Assim, direcionou seus últimos escritos na contraposição do discurso hegemônico, caracterizado como “Consenso de Washington”, e se tornou uma das vozes mais importantes na abordagem do processo que atravessa a humanidade nas últimas duas décadas do século passado. “Ao contrário do que se disse antes, a história não acabou; ela apenas começa. Antes o que havia era uma história de lugares, regiões, países. (...) O que até então se chamava de história universal era a visão pretensiosa de um país ou continente sobre os outros, considerados bárbaros ou irrelevantes”.[6]
Acreditando na força do pobre e do lugar, Milton Santos enfatizava, utilizando-se de uma expressão da professora Maria Adélia de Souza, que “todos os lugares são virtualmente mundiais”,[7] o próprio sentido da globalidade corresponderia a uma maior individualidade, e nessa relação unicidade-totalidade acreditava que tornava-se necessário encontrar os novos significados do mundo atual redescobrindo o lugar.
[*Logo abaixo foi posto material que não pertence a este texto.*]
//! Signup, login, logout and the current-user lookup.

use super::{AppState, Endpoint};
use crate::error::{ApiError, Result};
use crate::middleware::auth::AuthContext;
use crate::password::{
    hash_password_blocking, verify_absent_user_blocking, verify_password_blocking,
};
use crate::store::NewUser;
use crate::validation::{non_empty, Email, FieldValidator, Payload, Schema, ValidateLayer};
use axum::{
    extract::State,
    http::{header, StatusCode},
    response::IntoResponse,
    routing::{get, post},
    Json, Router,
};
use serde::{Deserialize, Serialize};
use serde_json::json;
use tracing::info;

pub const ENDPOINTS: &[Endpoint] = &[
    Endpoint::new("POST", "/signup"),
    Endpoint::new("POST", "/login"),
    Endpoint::new("POST", "/logout"),
    Endpoint::new("GET", "/me"),
];

const INVALID_CREDENTIALS: &str = "Invalid username or password";

pub fn router(state: &AppState) -> Router<AppState> {
    Router::new()
        .route(
            "/signup",
            post(signup).route_layer(ValidateLayer::new(signup_schema())),
        )
        .route(
            "/login",
            post(login).route_layer(ValidateLayer::new(credentials_schema())),
        )
        .route("/logout", post(logout))
        .route("/me", get(me).route_layer(state.auth_layer()))
}

fn credentials_schema() -> Schema {
    Schema::new()
        .field(FieldValidator::new("username").rule(non_empty("Username should be not empty")))
        .field(FieldValidator::new("password").rule(non_empty("Password should be not empty")))
}

fn signup_schema() -> Schema {
    credentials_schema()
        .field(FieldValidator::new("name").rule(non_empty("Name should be not empty")))
        .field(FieldValidator::new("email").rule(Email::new("Invalid email")))
}

#[derive(Debug, Deserialize)]
struct SignupRequest {
    username: String,
    password: String,
    name: String,
    email: String,
}

#[derive(Debug, Deserialize)]
struct LoginRequest {
    username: String,
    password: String,
}

/// Body returned whenever a session token is handed out.
#[derive(Debug, Serialize, Deserialize, PartialEq, Eq)]
pub struct TokenResponse {
    pub token: String,
    pub username: String,
}

async fn signup(State(state): State<AppState>, payload: Payload) -> Result<impl IntoResponse> {
    let req: SignupRequest = payload.into_json()?;

    if state.users.find_by_username(&req.username).await?.is_some() {
        return Err(ApiError::conflict(format!("{} already exists", req.username))
            .with_resource(req.username));
    }

    let password_hash = hash_password_blocking(req.password).await?;
    let user = state
        .users
        .create(NewUser {
            username: req.username,
            password_hash,
            name: req.name,
            email: req.email,
        })
        .await?;

    let token = state.authenticator.issue(&user.id)?;
    info!(username = %user.username, "User signed up");

    Ok((
        StatusCode::CREATED,
        [(header::SET_COOKIE, state.authenticator.session_cookie(&token))],
        Json(TokenResponse {
            token,
            username: user.username,
        }),
    ))
}

async fn login(State(state): State<AppState>, payload: Payload) -> Result<impl IntoResponse> {
    let req: LoginRequest = payload.into_json()?;

    let Some(user) = state.users.find_by_username(&req.username).await? else {
        verify_absent_user_blocking(req.password).await?;
        return Err(ApiError::unauthorized(INVALID_CREDENTIALS));
    };

    if !verify_password_blocking(req.password, user.password_hash.clone()).await? {
        return Err(ApiError::unauthorized(INVALID_CREDENTIALS).with_resource(user.username));
    }

    let token = state.authenticator.issue(&user.id)?;
    Ok((
        [(header::SET_COOKIE, state.authenticator.session_cookie(&token))],
        Json(TokenResponse {
            token,
            username: user.username,
        }),
    ))
}

async fn logout(State(state): State<AppState>) -> impl IntoResponse {
    (
        [(header::SET_COOKIE, state.authenticator.clear_cookie())],
        Json(json!({ "message": "User has been logged out" })),
    )
}

async fn me(State(state): State<AppState>, auth: AuthContext) -> Result<Json<TokenResponse>> {
    let user = state
        .users
        .find_by_id(&auth.user_id)
        .await?
        .ok_or_else(|| ApiError::not_found("User not found"))?;

    Ok(Json(TokenResponse {
        token: auth.token,
        username: user.username,
    }))
}
//! Request pipeline behavior through the assembled router.
//!
//! Covers the cross-cutting stages:
//! - Auth guard rejections (missing, malformed, expired, unknown subject)
//! - Validation failures and their messages
//! - Rate limiting per client and window reset
//! - Not-found fallback and uniform error bodies
//! - One log record per request, carrying the response message
//! - Alerts for errors at or above the threshold
//! - CORS and the metrics route

mod common;

use axum::http::{header, StatusCode};
use common::*;
use folio_core::api::Pipeline;
use folio_core::error::{ErrorHandlerLayer, WebhookNotifier};
use folio_core::middleware::{Claims, RateLimitConfig, RateLimiter};
use metrics_exporter_prometheus::PrometheusBuilder;
use serde_json::json;
use std::sync::Arc;
use std::time::Duration;
use wiremock::matchers::{method, path};
use wiremock::{Mock, MockServer, ResponseTemplate};

fn limited(max_requests: u64, window: Duration) -> Pipeline {
    Pipeline {
        rate_limiter: Arc::new(RateLimiter::new(
            RateLimitConfig::builder()
                .window(window)
                .max_requests(max_requests)
                .build(),
        )),
        ..Pipeline::default()
    }
}

// ============================================================================
// Auth Guard
// ============================================================================

#[tokio::test]
async fn test_missing_credentials_rejected() {
    let app = app();
    let response = app.send(get("/api/auth/me")).await;

    assert_eq!(response.status, StatusCode::UNAUTHORIZED);
    assert_eq!(response.body, json!({"message": "Authorization Error"}));
}

#[tokio::test]
async fn test_malformed_token_rejected() {
    let app = app();
    let response = app.send(bearer(get("/api/auth/me"), "not.a.jwt")).await;
    assert_eq!(response.status, StatusCode::UNAUTHORIZED);

    let response = app.send(cookie(get("/api/auth/me"), "garbage")).await;
    assert_eq!(response.status, StatusCode::UNAUTHORIZED);
}

#[tokio::test]
async fn test_expired_token_rejected() {
    let app = app();
    sign_up(&app, "expired").await;
    let user = app
        .state
        .users
        .find_by_username("expired")
        .await
        .unwrap()
        .unwrap();

    let now = chrono::Utc::now().timestamp();
    let token = app
        .state
        .authenticator
        .generate_token(&Claims {
            sub: user.id,
            iat: now - 120,
            exp: now - 60,
        })
        .unwrap();

    let response = app.send(bearer(get("/api/auth/me"), &token)).await;
    assert_eq!(response.status, StatusCode::UNAUTHORIZED);
    assert_eq!(response.body["message"], "Authorization Error");
}

#[tokio::test]
async fn test_token_for_unknown_user_rejected() {
    let app = app();
    let token = app.state.authenticator.issue("no-such-user").unwrap();

    let response = app.send(bearer(get("/api/auth/me"), &token)).await;
    assert_eq!(response.status, StatusCode::UNAUTHORIZED);
}

#[tokio::test]
async fn test_token_signed_with_other_secret_rejected() {
    use folio_core::middleware::{AuthConfig, Authenticator};

    let app = app();
    sign_up(&app, "victim").await;
    let user = app.state.users.find_by_username("victim").await.unwrap().unwrap();

    let forger = Authenticator::new(AuthConfig::builder().jwt_secret("other").build()).unwrap();
    let token = forger.issue(&user.id).unwrap();

    let response = app.send(bearer(get("/api/auth/me"), &token)).await;
    assert_eq!(response.status, StatusCode::UNAUTHORIZED);
}

#[tokio::test]
async fn test_cookie_credentials_accepted() {
    let app = app();
    let token = sign_up(&app, "cookie").await;

    let response = app.send(cookie(get("/api/auth/me"), &token)).await;
    assert_eq!(response.status, StatusCode::OK);
    assert_eq!(response.body["username"], "cookie");
}

// ============================================================================
// Validation
// ============================================================================

#[tokio::test]
async fn test_empty_username_rejected() {
    let app = app();
    let response = app
        .send(json(
            "POST",
            "/api/auth/signup",
            &json!({"username": "", "password": "pw", "name": "n", "email": "a@b.co"}),
        ))
        .await;

    assert_eq!(response.status, StatusCode::BAD_REQUEST);
    assert_eq!(response.body, json!({"message": "Username should be not empty"}));
    assert!(app.state.users.find_by_username("").await.unwrap().is_none());
}

#[tokio::test]
async fn test_first_violation_wins() {
    let app = app();
    let response = app
        .send(json("POST", "/api/auth/signup", &json!({"email": "nope"})))
        .await;

    assert_eq!(response.status, StatusCode::BAD_REQUEST);
    assert_eq!(
        response.body["message"],
        "Invalid type: Expected string but received undefined"
    );
}

#[tokio::test]
async fn test_wrong_type_reports_expected_type() {
    let app = app();
    let response = app
        .send(json(
            "POST",
            "/api/auth/login",
            &json!({"username": 42, "password": "pw"}),
        ))
        .await;

    assert_eq!(response.status, StatusCode::BAD_REQUEST);
    assert_eq!(
        response.body["message"],
        "Invalid type: Expected string but received number"
    );
}

#[tokio::test]
async fn test_malformed_json_rejected() {
    let app = app();
    let request = axum::http::Request::builder()
        .method("POST")
        .uri("/api/auth/login")
        .header(header::CONTENT_TYPE, "application/json")
        .body(axum::body::Body::from("{\"username\":"))
        .unwrap();

    let response = app.send(request).await;
    assert_eq!(response.status, StatusCode::BAD_REQUEST);
    assert_eq!(response.body["message"], "Invalid request body");
}

// ============================================================================
// Rate Limiter
// ============================================================================

#[tokio::test]
async fn test_rate_limit_rejects_then_resets() {
    let app = app_with(limited(2, Duration::from_millis(300)));

    assert_eq!(app.send(get("/api/works")).await.status, StatusCode::OK);
    assert_eq!(app.send(get("/api/works")).await.status, StatusCode::OK);

    let rejected = app.send(get("/api/works")).await;
    assert_eq!(rejected.status, StatusCode::TOO_MANY_REQUESTS);
    assert_eq!(
        rejected.body,
        json!({"message": "You can only make 2 requests every 300ms"})
    );
    assert!(rejected.headers.contains_key("retry-after"));

    tokio::time::sleep(Duration::from_millis(350)).await;
    assert_eq!(app.send(get("/api/works")).await.status, StatusCode::OK);
}

#[tokio::test]
async fn test_rate_limit_is_per_client() {
    let app = app_with(limited(1, Duration::from_secs(60)));

    assert_eq!(
        app.send(from_peer(get("/api/works"), "10.0.0.1:4000")).await.status,
        StatusCode::OK
    );
    assert_eq!(
        app.send(from_peer(get("/api/works"), "10.0.0.2:4000")).await.status,
        StatusCode::OK
    );
    assert_eq!(
        app.send(from_peer(get("/api/works"), "10.0.0.1:4001")).await.status,
        StatusCode::TOO_MANY_REQUESTS
    );
}

#[tokio::test]
async fn test_rotating_forwarded_for_does_not_reset_window() {
    let app = app_with(limited(2, Duration::from_secs(60)));

    let mut statuses = Vec::new();
    for i in 0..5 {
        let mut request = from_peer(get("/api"), "192.0.2.10:5000");
        request
            .headers_mut()
            .insert("x-forwarded-for", format!("10.9.9.{i}").parse().unwrap());
        statuses.push(app.send(request).await.status);
    }

    assert_eq!(
        statuses,
        [
            StatusCode::OK,
            StatusCode::OK,
            StatusCode::TOO_MANY_REQUESTS,
            StatusCode::TOO_MANY_REQUESTS,
            StatusCode::TOO_MANY_REQUESTS,
        ]
    );
}

#[tokio::test]
async fn test_trusted_proxy_header_keys_clients() {
    let pipeline = Pipeline {
        rate_limiter: Arc::new(RateLimiter::new(
            RateLimitConfig::builder()
                .window(Duration::from_secs(60))
                .max_requests(1)
                .trusted_proxy_headers(vec!["X-Forwarded-For".to_string()])
                .build(),
        )),
        ..Pipeline::default()
    };
    let app = app_with(pipeline);
    let behind_proxy = |client: &str| {
        let mut request = from_peer(get("/api/works"), "10.0.0.254:80");
        request
            .headers_mut()
            .insert("x-forwarded-for", client.parse().unwrap());
        request
    };

    assert_eq!(app.send(behind_proxy("203.0.113.1")).await.status, StatusCode::OK);
    assert_eq!(app.send(behind_proxy("203.0.113.2")).await.status, StatusCode::OK);
    assert_eq!(
        app.send(behind_proxy("203.0.113.1")).await.status,
        StatusCode::TOO_MANY_REQUESTS
    );
}

#[tokio::test]
async fn test_rate_limit_covers_unmatched_routes() {
    let app = app_with(limited(1, Duration::from_secs(60)));

    assert_eq!(app.send(get("/nowhere")).await.status, StatusCode::NOT_FOUND);
    assert_eq!(
        app.send(get("/nowhere")).await.status,
        StatusCode::TOO_MANY_REQUESTS
    );
}

// ============================================================================
// Error Channel
// ============================================================================

#[tokio::test]
async fn test_not_found_body_is_stable() {
    let app = app();
    let first = app.send(get("/api/missing")).await;
    let second = app.send(get("/api/missing")).await;

    assert_eq!(first.status, StatusCode::NOT_FOUND);
    assert_eq!(first.body, json!({"message": "Route(/api/missing) not found"}));
    assert_eq!(first.body, second.body);
}

#[tokio::test]
async fn test_alert_sent_for_errors_over_threshold() {
    let server = MockServer::start().await;
    Mock::given(method("POST"))
        .and(path("/alerts"))
        .respond_with(ResponseTemplate::new(200))
        .mount(&server)
        .await;

    let notifier = WebhookNotifier::new(format!("{}/alerts", server.uri()), None).unwrap();
    let app = app_with(Pipeline {
        error_handler: ErrorHandlerLayer::new(Arc::new(notifier), StatusCode::NOT_FOUND),
        ..Pipeline::default()
    });

    let response = app.send(get("/api/gone")).await;
    assert_eq!(response.status, StatusCode::NOT_FOUND);

    let mut delivered = Vec::new();
    for _ in 0..50 {
        delivered = server.received_requests().await.unwrap_or_default();
        if !delivered.is_empty() {
            break;
        }
        tokio::time::sleep(Duration::from_millis(20)).await;
    }
    assert_eq!(delivered.len(), 1);
    let alert: serde_json::Value = serde_json::from_slice(&delivered[0].body).unwrap();
    assert_eq!(alert["title"], "Server Error on GET /api/gone 404");
    assert_eq!(alert["text"], "Route(/api/gone) not found");
}

#[tokio::test]
async fn test_no_alert_below_threshold() {
    let server = MockServer::start().await;
    Mock::given(method("POST"))
        .respond_with(ResponseTemplate::new(200))
        .expect(0)
        .mount(&server)
        .await;

    let notifier = WebhookNotifier::new(server.uri(), None).unwrap();
    let app = app_with(Pipeline {
        error_handler: ErrorHandlerLayer::new(Arc::new(notifier), StatusCode::INTERNAL_SERVER_ERROR),
        ..Pipeline::default()
    });

    app.send(get("/api/gone")).await;
    tokio::time::sleep(Duration::from_millis(100)).await;
    assert!(server.received_requests().await.unwrap_or_default().is_empty());
}

// ============================================================================
// Logger
// ============================================================================

#[tokio::test]
async fn test_one_record_per_request() {
    let app = app();
    app.send(get("/api")).await;
    app.send(get("/api/missing")).await;
    app.send(get("/api/auth/me")).await;

    let records = app.sink.records();
    assert_eq!(records.len(), 3);

    assert_eq!(records[0].status, 200);
    assert_eq!(records[0].message, None);

    assert_eq!(records[1].status, 404);
    assert_eq!(records[1].path, "/api/missing");
    assert_eq!(records[1].message.as_deref(), Some("Route(/api/missing) not found"));

    assert_eq!(records[2].status, 401);
    assert_eq!(records[2].message.as_deref(), Some("Authorization Error"));
}

#[tokio::test]
async fn test_rejected_requests_are_logged() {
    let app = app_with(limited(1, Duration::from_secs(60)));
    app.send(get("/api/works")).await;
    let rejected = app.send(get("/api/works")).await;

    let records = app.sink.records();
    assert_eq!(records.len(), 2);
    assert_eq!(records[1].status, 429);
    assert_eq!(records[1].message.as_deref(), rejected.body["message"].as_str());
}

#[tokio::test]
async fn test_request_id_echoed() {
    let app = app();
    let mut request = get("/api");
    request
        .headers_mut()
        .insert("x-request-id", "req-123".parse().unwrap());

    let response = app.send(request).await;
    assert_eq!(response.headers["x-request-id"], "req-123");
    assert_eq!(app.sink.records()[0].request_id, "req-123");
}

// ============================================================================
// CORS and metrics
// ============================================================================

#[tokio::test]
async fn test_cors_mirrors_allowed_origin() {
    let app = app_with(Pipeline {
        cors_allow_origin: Some(regex::Regex::new(r"^https://folio\.example$").unwrap()),
        ..Pipeline::default()
    });

    let mut request = get("/api/works");
    request
        .headers_mut()
        .insert(header::ORIGIN, "https://folio.example".parse().unwrap());
    let response = app.send(request).await;
    assert_eq!(
        response.headers[header::ACCESS_CONTROL_ALLOW_ORIGIN],
        "https://folio.example"
    );
    assert_eq!(response.headers[header::ACCESS_CONTROL_ALLOW_CREDENTIALS], "true");

    let mut request = get("/api/works");
    request
        .headers_mut()
        .insert(header::ORIGIN, "https://evil.example".parse().unwrap());
    let response = app.send(request).await;
    assert!(!response.headers.contains_key(header::ACCESS_CONTROL_ALLOW_ORIGIN));
}

#[tokio::test]
async fn test_metrics_route_skips_rate_limit() {
    let handle = PrometheusBuilder::new().build_recorder().handle();
    let app = app_with(Pipeline {
        metrics: Some(handle),
        ..limited(1, Duration::from_secs(60))
    });

    app.send(get("/api/works")).await;
    assert_eq!(
        app.send(get("/api/works")).await.status,
        StatusCode::TOO_MANY_REQUESTS
    );
    assert_eq!(app.send(get("/metrics")).await.status, StatusCode::OK);
    assert_eq!(app.send(get("/metrics")).await.status, StatusCode::OK);
}
//! Observability: tracing subscriber and Prometheus metrics.

use crate::config::{LogFormat, LoggingConfig};
use metrics::{describe_counter, describe_histogram};
use metrics_exporter_prometheus::{PrometheusBuilder, PrometheusHandle};
use tracing_subscriber::{fmt, layer::SubscriberExt, util::SubscriberInitExt, EnvFilter};

/// Request duration buckets, in seconds.
const DURATION_BUCKETS: &[f64] = &[
    0.001, 0.005, 0.01, 0.025, 0.05, 0.1, 0.25, 0.5, 1.0, 2.5, 5.0, 10.0,
];

/// Initialize the global subscriber.
///
/// `RUST_LOG` wins over the configured level when set.
pub fn init_logging(config: &LoggingConfig) -> anyhow::Result<()> {
    let filter = EnvFilter::try_from_default_env().or_else(|_| EnvFilter::try_new(&config.level))?;

    match config.format {
        LogFormat::Json => tracing_subscriber::registry()
            .with(filter)
            .with(fmt::layer().json().with_current_span(true))
            .try_init()?,
        LogFormat::Pretty => tracing_subscriber::registry()
            .with(filter)
            .with(fmt::layer().pretty())
            .try_init()?,
        LogFormat::Compact => tracing_subscriber::registry()
            .with(filter)
            .with(fmt::layer().compact())
            .try_init()?,
    }

    Ok(())
}

/// Install the Prometheus recorder and describe the metrics this crate emits.
pub fn init_metrics() -> anyhow::Result<PrometheusHandle> {
    let handle = PrometheusBuilder::new()
        .set_buckets(DURATION_BUCKETS)?
        .install_recorder()?;

    register_metric_descriptions();
    tracing::info!("Metrics initialized");
    Ok(handle)
}

/// Register all metric descriptions.
pub fn register_metric_descriptions() {
    describe_counter!(
        "folio_http_requests_total",
        "Total number of HTTP requests by method and status"
    );
    describe_histogram!(
        "folio_http_request_duration_seconds",
        "HTTP request duration in seconds"
    );
    describe_counter!(
        "folio_rate_limit_rejections_total",
        "Requests rejected by the rate limiter"
    );
    describe_counter!(
        "folio_auth_failures_total",
        "Requests rejected by the authentication guard"
    );
    describe_counter!(
        "folio_errors_total",
        "Error responses by status and kind"
    );
}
Aos pobres ele concedia a primazia de situar-se num ponto de intersecção com o futuro. Acreditava que o distanciamento ao totalitarismo da racionalidade transformava as imagens do conforto, da modernidade tecnológica, em miragens para aqueles que por não estarem inseridos nessa aceleração contemporânea, nesse mundo da profusão de sempre novos objetos, eram por ele caracterizados como “homens lentos”. E por assim ser, por escaparem dessa ventura vedada aos ricos e às classes médias, é que os pobres podem esquadrinhar as cidades e ver na diversidade a necessidade de transformação.
FILOSÓFO DA GEOGRAFIA
“Trata-se, para eles, da busca do futuro sonhado com carência a satisfazer - carência de todos os tipos de consumo, consumo material e imaterial, também carência do consumo político, carência de participação e de cidadania. Esse futuro é imaginado ou entrevisto na abundância do outro e entrevisto, como contrapartida, nas possibilidades apresentadas pelo Mundo e percebidas no lugar”.[8]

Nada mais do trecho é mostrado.